Ina Göthe Haus Hoffnung

Arbeiten Sie dann auch mit anderen Einrichtungen zusammen - vor allem was Suchterkrankungen angeht?

Niemann: Ja, natürlich. Es gibt ja zum Beispiel die "SiT" [Anm. d. Red.: Suchthilfe in Thüringen] in Weimar, wo die Leute dann Termine machen, wo wir das auch nachhalten, dass sie dann auch hingehen - oder das Klinikum. Die psychiatrische Abteilung, da sind unsere Leute regelmäßig zu Gast. Und da sind wir auch in Kontakt mit dem Sozialen Dienst und tauschen uns dann auch aus, so weit das möglich ist.

Was sind für Sie die größten Herausforderungen in der Arbeit mit obdachlosen Menschen?

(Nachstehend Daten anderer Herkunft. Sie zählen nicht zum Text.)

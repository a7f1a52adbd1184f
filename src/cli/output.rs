//! Output formatting for JSON, YAML and human-readable text

use anyhow::{Context, Result};
use serde::Serialize;
use std::fmt::Write;

use crate::generator::{AggregationStatus, GenerateReport, SpecStatus};
use crate::registry::VariantMetadata;

/// Output format enumeration
#[derive(Debug, Clone, Copy, PartialEq, Eq)]
pub enum OutputFormat {
    /// JSON format (machine-readable)
    Json,
    /// YAML format
    Yaml,
    /// Human-readable formatted text
    Human,
}

pub struct OutputFormatter {
    format: OutputFormat,
}

impl OutputFormatter {
    pub fn new(format: OutputFormat) -> Self {
        Self { format }
    }

    pub fn format_variants(&self, variants: &[VariantMetadata]) -> Result<String> {
        match self.format {
            OutputFormat::Json => to_json(&variants, "variant list"),
            OutputFormat::Yaml => to_yaml(&variants, "variant list"),
            OutputFormat::Human => Ok(self.format_variants_human(variants)),
        }
    }

    pub fn format_variant(&self, variant: &VariantMetadata) -> Result<String> {
        match self.format {
            OutputFormat::Json => to_json(variant, "variant"),
            OutputFormat::Yaml => to_yaml(variant, "variant"),
            OutputFormat::Human => Ok(self.format_variant_human(variant)),
        }
    }

    pub fn format_report(&self, report: &GenerateReport) -> Result<String> {
        match self.format {
            OutputFormat::Json => to_json(report, "generation report"),
            OutputFormat::Yaml => to_yaml(report, "generation report"),
            OutputFormat::Human => Ok(self.format_report_human(report)),
        }
    }

    // Human-readable formatting methods

    fn format_variants_human(&self, variants: &[VariantMetadata]) -> String {
        if variants.is_empty() {
            return "No variants match.\n".to_string();
        }

        let name_width = variants.iter().map(|v| v.name.len()).max().unwrap_or(0);
        let mut out = String::new();
        for variant in variants {
            let _ = write!(
                out,
                "{:>5}  {:<width$}  {:<9}",
                variant.id,
                variant.name,
                variant.category.as_str(),
                width = name_width
            );
            if !variant.tags.is_empty() {
                let tags: Vec<&str> = variant.tags.iter().map(String::as_str).collect();
                let _ = write!(out, "  [{}]", tags.join(", "));
            }
            if variant.experimental {
                out.push_str("  (experimental)");
            }
            out.push('\n');
        }
        let _ = writeln!(out, "\n{} variant(s)", variants.len());
        out
    }

    fn format_variant_human(&self, variant: &VariantMetadata) -> String {
        let mut out = String::new();
        let _ = writeln!(out, "Variant {}: {}", variant.id, variant.name);
        let _ = writeln!(out, "{}", "=".repeat(50));
        let _ = writeln!(out, "Category:     {}", variant.category);
        if !variant.description.is_empty() {
            let _ = writeln!(out, "Description:  {}", variant.description);
        }
        if !variant.tags.is_empty() {
            let tags: Vec<&str> = variant.tags.iter().map(String::as_str).collect();
            let _ = writeln!(out, "Tags:         {}", tags.join(", "));
        }
        let _ = writeln!(
            out,
            "Status:       {}",
            if variant.experimental {
                "experimental"
            } else {
                "stable"
            }
        );
        out
    }

    fn format_report_human(&self, report: &GenerateReport) -> String {
        let mut out = String::new();
        if report.dry_run {
            out.push_str("Dry run: nothing was written\n\n");
        }

        for outcome in &report.outcomes {
            match &outcome.status {
                SpecStatus::Generated {
                    component,
                    warnings,
                    registered,
                    ..
                } => {
                    let _ = writeln!(
                        out,
                        "  ok    {:>5}  {}  -> {}",
                        outcome.id,
                        outcome.name,
                        component.display()
                    );
                    for warning in warnings {
                        let _ = writeln!(out, "        warning: {}", warning);
                    }
                    if !registered {
                        out.push_str("        not listed in the aggregation file\n");
                    }
                }
                SpecStatus::Failed { error } => {
                    let _ = writeln!(out, "  FAIL  {:>5}  {}: {}", outcome.id, outcome.name, error);
                }
            }
        }

        out.push('\n');
        match &report.aggregation {
            AggregationStatus::Patched { added } => {
                let noun = if *added == 1 { "entry" } else { "entries" };
                let _ = writeln!(out, "Aggregation file: {} new {}", added, noun);
            }
            AggregationStatus::Unchanged => out.push_str("Aggregation file: unchanged\n"),
            AggregationStatus::Failed { error } => {
                let _ = writeln!(out, "Aggregation file: FAILED ({})", error);
            }
        }
        let _ = writeln!(
            out,
            "{} generated, {} failed",
            report.succeeded(),
            report.failed()
        );
        out
    }
}

fn to_json<T: Serialize + ?Sized>(value: &T, what: &str) -> Result<String> {
    serde_json::to_string_pretty(value)
        .with_context(|| format!("Failed to serialize {} to JSON", what))
}

fn to_yaml<T: Serialize + ?Sized>(value: &T, what: &str) -> Result<String> {
    serde_yaml::to_string(value).with_context(|| format!("Failed to serialize {} to YAML", what))
}

#[cfg(test)]
mod tests {
    use super::*;
    use crate::generator::{GenerateError, SpecOutcome};
    use crate::registry::Category;
    use std::path::PathBuf;

    fn variants() -> Vec<VariantMetadata> {
        vec![
            VariantMetadata::new(3, "Knowledge Tree View", Category::Question)
                .with_description("Questions branch out by subject and topic.")
                .with_tags(["tree", "topics"]),
            VariantMetadata::new(4, "Constellation", Category::Question).experimental(true),
        ]
    }

    #[test]
    fn test_variants_json() {
        let formatter = OutputFormatter::new(OutputFormat::Json);
        let output = formatter.format_variants(&variants()).unwrap();
        let parsed: serde_json::Value = serde_json::from_str(&output).unwrap();
        assert_eq!(parsed[0]["id"], 3);
        assert_eq!(parsed[0]["category"], "question");
        assert_eq!(parsed[1]["experimental"], true);
    }

    #[test]
    fn test_variant_yaml() {
        let formatter = OutputFormatter::new(OutputFormat::Yaml);
        let output = formatter.format_variant(&variants()[0]).unwrap();
        assert!(output.contains("name: Knowledge Tree View"));
        assert!(output.contains("category: question"));
    }

    #[test]
    fn test_variants_human() {
        let formatter = OutputFormatter::new(OutputFormat::Human);
        let output = formatter.format_variants(&variants()).unwrap();
        assert!(output.contains("Knowledge Tree View"));
        assert!(output.contains("[topics, tree]"));
        assert!(output.contains("(experimental)"));
        assert!(output.contains("2 variant(s)"));

        let empty = formatter.format_variants(&[]).unwrap();
        assert_eq!(empty, "No variants match.\n");
    }

    #[test]
    fn test_variant_human() {
        let formatter = OutputFormatter::new(OutputFormat::Human);
        let output = formatter.format_variant(&variants()[0]).unwrap();
        assert!(output.starts_with("Variant 3: Knowledge Tree View\n"));
        assert!(output.contains("Status:       stable"));
    }

    #[test]
    fn test_report_human() {
        let report = GenerateReport {
            outcomes: vec![
                SpecOutcome {
                    id: 101,
                    name: "Galaxy Map".to_string(),
                    status: SpecStatus::Generated {
                        component: PathBuf::from("views/generated/variant_101/component.rs"),
                        stub: PathBuf::from("views/generated/variant_101/mod.rs"),
                        warnings: vec![],
                        registered: true,
                    },
                },
                SpecOutcome {
                    id: 102,
                    name: "Pyramid".to_string(),
                    status: SpecStatus::Failed {
                        error: GenerateError::DuplicateSpecId(102),
                    },
                },
            ],
            aggregation: AggregationStatus::Patched { added: 1 },
            dry_run: false,
        };
        let output = OutputFormatter::new(OutputFormat::Human).format_report(&report).unwrap();
        assert!(output.contains("ok      101  Galaxy Map"));
        assert!(output.contains("FAIL    102  Pyramid"));
        assert!(output.contains("Aggregation file: 1 new entry"));
        assert!(output.contains("1 generated, 1 failed"));
    }
}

Göthe: Die größten Herausforderungen sind die psychischen Beeinträchtigungen, die bei vielen vorliegen. Das wird gefühlt immer mehr. Der "normale Alkoholiker", wie er vielleicht noch vor 20 Jahren zum größten Teil zu uns gekommen ist, der wird immer weniger. Jetzt kommen oft noch andere Suchterkrankungen dazu und dadurch auch gewisse psychische Beeinträchtigungen. Und das macht es schwierig in der Zusammenarbeit; schwierig auch irgendwo, dieses Kleinteilige zu trainieren: die Absprachefähigkeit und auch ein Miteinander im Haus.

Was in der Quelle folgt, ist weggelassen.